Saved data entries
================================

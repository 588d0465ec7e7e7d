//! Pipeline configuration.
//!
//! A [`PipelineConfig`] is built once at process start, either from defaults
//! or a TOML file, and passed by reference to every stage. Every section is
//! optional in the file; missing sections and fields take their defaults.

use chrono::NaiveDate;
use mfpanel_data::DateRange;
use mfpanel_factors::MonthRange;
use serde::{Deserialize, Serialize};
use std::path::{Path, PathBuf};

use crate::pipeline::{PipelineError, Result};

/// Default cache directory under the platform cache dir.
///
/// - Linux: `~/.cache/mfpanel/`
/// - macOS: `~/Library/Caches/mfpanel/`
/// - Windows: `%LOCALAPPDATA%\mfpanel\`
pub fn default_cache_dir() -> PathBuf {
    dirs::cache_dir()
        .unwrap_or_else(|| PathBuf::from("."))
        .join("mfpanel")
}

/// Default extract cache database path.
pub fn default_cache_path() -> PathBuf {
    default_cache_dir().join("extracts.db")
}

/// Complete configuration of a pipeline run.
#[derive(Debug, Clone, Default, PartialEq, Serialize, Deserialize)]
pub struct PipelineConfig {
    /// File locations.
    #[serde(default)]
    pub paths: PathsConfig,

    /// Extract date range.
    #[serde(default)]
    pub extract: ExtractConfig,

    /// Factor series inputs.
    #[serde(default)]
    pub factors: FactorsConfig,

    /// Eligibility thresholds.
    #[serde(default)]
    pub universe: UniverseConfig,

    /// Identifier resolution.
    #[serde(default)]
    pub identity: IdentityConfig,
}

impl PipelineConfig {
    /// Load from a TOML file.
    pub fn load(path: impl AsRef<Path>) -> Result<Self> {
        let path = path.as_ref();
        let contents = std::fs::read_to_string(path).map_err(|source| PipelineError::Config {
            path: path.to_path_buf(),
            reason: source.to_string(),
        })?;
        let config: Self = toml::from_str(&contents)?;
        config.validate()?;
        Ok(config)
    }

    /// Load from a file when given, defaults otherwise.
    pub fn load_or_default(path: Option<&Path>) -> Result<Self> {
        path.map_or_else(|| Ok(Self::default()), Self::load)
    }

    /// Check ranges and bands.
    pub fn validate(&self) -> Result<()> {
        self.extract.date_range()?;
        self.factors.month_range()?;
        self.universe.validate()
    }
}

/// File locations.
#[derive(Debug, Clone, PartialEq, Serialize, Deserialize)]
pub struct PathsConfig {
    /// Extract cache database.
    #[serde(default = "default_cache_path")]
    pub cache_db: PathBuf,

    /// Directory receiving the main sample, panels and run reports.
    #[serde(default = "default_output_dir")]
    pub output_dir: PathBuf,
}

fn default_output_dir() -> PathBuf {
    PathBuf::from("output")
}

impl Default for PathsConfig {
    fn default() -> Self {
        Self {
            cache_db: default_cache_path(),
            output_dir: default_output_dir(),
        }
    }
}

/// Date range of the returns and holdings extracts.
#[derive(Debug, Clone, Copy, PartialEq, Eq, Serialize, Deserialize)]
pub struct ExtractConfig {
    /// First date pulled.
    #[serde(default = "default_extract_start")]
    pub start: NaiveDate,

    /// Last date pulled.
    #[serde(default = "default_extract_end")]
    pub end: NaiveDate,
}

fn default_extract_start() -> NaiveDate {
    NaiveDate::from_ymd_opt(1980, 1, 1).unwrap_or_default()
}

fn default_extract_end() -> NaiveDate {
    NaiveDate::from_ymd_opt(2019, 12, 31).unwrap_or_default()
}

impl Default for ExtractConfig {
    fn default() -> Self {
        Self {
            start: default_extract_start(),
            end: default_extract_end(),
        }
    }
}

impl ExtractConfig {
    /// Validated date range.
    pub fn date_range(&self) -> Result<DateRange> {
        Ok(DateRange::new(self.start, self.end)?)
    }
}

/// Factor series inputs.
#[derive(Debug, Clone, PartialEq, Serialize, Deserialize)]
pub struct FactorsConfig {
    /// Five-factor CSV.
    #[serde(default = "default_five_factor_path")]
    pub five_factor_path: PathBuf,

    /// Momentum CSV.
    #[serde(default = "default_momentum_path")]
    pub momentum_path: PathBuf,

    /// First month used, `YYYYMM`.
    #[serde(default = "default_start_month")]
    pub start_month: i32,

    /// Last month used, `YYYYMM`.
    #[serde(default = "default_end_month")]
    pub end_month: i32,
}

fn default_five_factor_path() -> PathBuf {
    PathBuf::from("data").join(mfpanel_factors::series::FIVE_FACTOR_FILE)
}

fn default_momentum_path() -> PathBuf {
    PathBuf::from("data").join(mfpanel_factors::series::MOMENTUM_FILE)
}

fn default_start_month() -> i32 {
    MonthRange::default().start
}

fn default_end_month() -> i32 {
    MonthRange::default().end
}

impl Default for FactorsConfig {
    fn default() -> Self {
        Self {
            five_factor_path: default_five_factor_path(),
            momentum_path: default_momentum_path(),
            start_month: default_start_month(),
            end_month: default_end_month(),
        }
    }
}

impl FactorsConfig {
    /// Validated month range.
    pub fn month_range(&self) -> Result<MonthRange> {
        Ok(MonthRange::new(self.start_month, self.end_month)?)
    }
}

/// Eligibility thresholds of the fund-year universe.
#[derive(Debug, Clone, Copy, PartialEq, Serialize, Deserialize)]
pub struct UniverseConfig {
    /// Year-end net assets must be strictly above this, in millions.
    #[serde(default = "default_net_assets_floor")]
    pub net_assets_floor: f64,

    /// Consistency ratio band, both ends exclusive.
    #[serde(default = "default_consistency_band")]
    pub consistency_band: (f64, f64),

    /// Equity-concentration band, both ends inclusive.
    #[serde(default = "default_equity_band")]
    pub equity_band: (f64, f64),
}

const fn default_net_assets_floor() -> f64 {
    1.0
}

const fn default_consistency_band() -> (f64, f64) {
    (0.5, 2.0)
}

const fn default_equity_band() -> (f64, f64) {
    (0.8, 1.05)
}

impl Default for UniverseConfig {
    fn default() -> Self {
        Self {
            net_assets_floor: default_net_assets_floor(),
            consistency_band: default_consistency_band(),
            equity_band: default_equity_band(),
        }
    }
}

impl UniverseConfig {
    fn validate(&self) -> Result<()> {
        for (name, (lo, hi)) in [
            ("consistency_band", self.consistency_band),
            ("equity_band", self.equity_band),
        ] {
            if !(lo.is_finite() && hi.is_finite() && lo <= hi) {
                return Err(PipelineError::InvalidConfig(format!(
                    "universe.{} must be a finite (low, high) pair, got ({}, {})",
                    name, lo, hi
                )));
            }
        }
        if !self.net_assets_floor.is_finite() {
            return Err(PipelineError::InvalidConfig(
                "universe.net_assets_floor must be finite".to_string(),
            ));
        }
        Ok(())
    }
}

/// How holdings links are chosen for a holdings fund within a year.
#[derive(Debug, Clone, Copy, Default, PartialEq, Eq, Serialize, Deserialize)]
#[serde(rename_all = "snake_case")]
pub enum HoldingsLinkPolicy {
    /// Use the last valid link of the calendar year for every report of
    /// that year, including reports filed before the link was recorded.
    #[default]
    YearEndLookAhead,
}

/// Identifier resolution settings.
#[derive(Debug, Clone, Copy, Default, PartialEq, Eq, Serialize, Deserialize)]
pub struct IdentityConfig {
    /// Holdings link policy.
    #[serde(default)]
    pub holdings_link_policy: HoldingsLinkPolicy,
}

================================

ASSIGNMENT: Every line from the data above that contains "configuration" must appear in the answer.

REPLY:
//! Pipeline configuration.
/// Complete configuration of a pipeline run.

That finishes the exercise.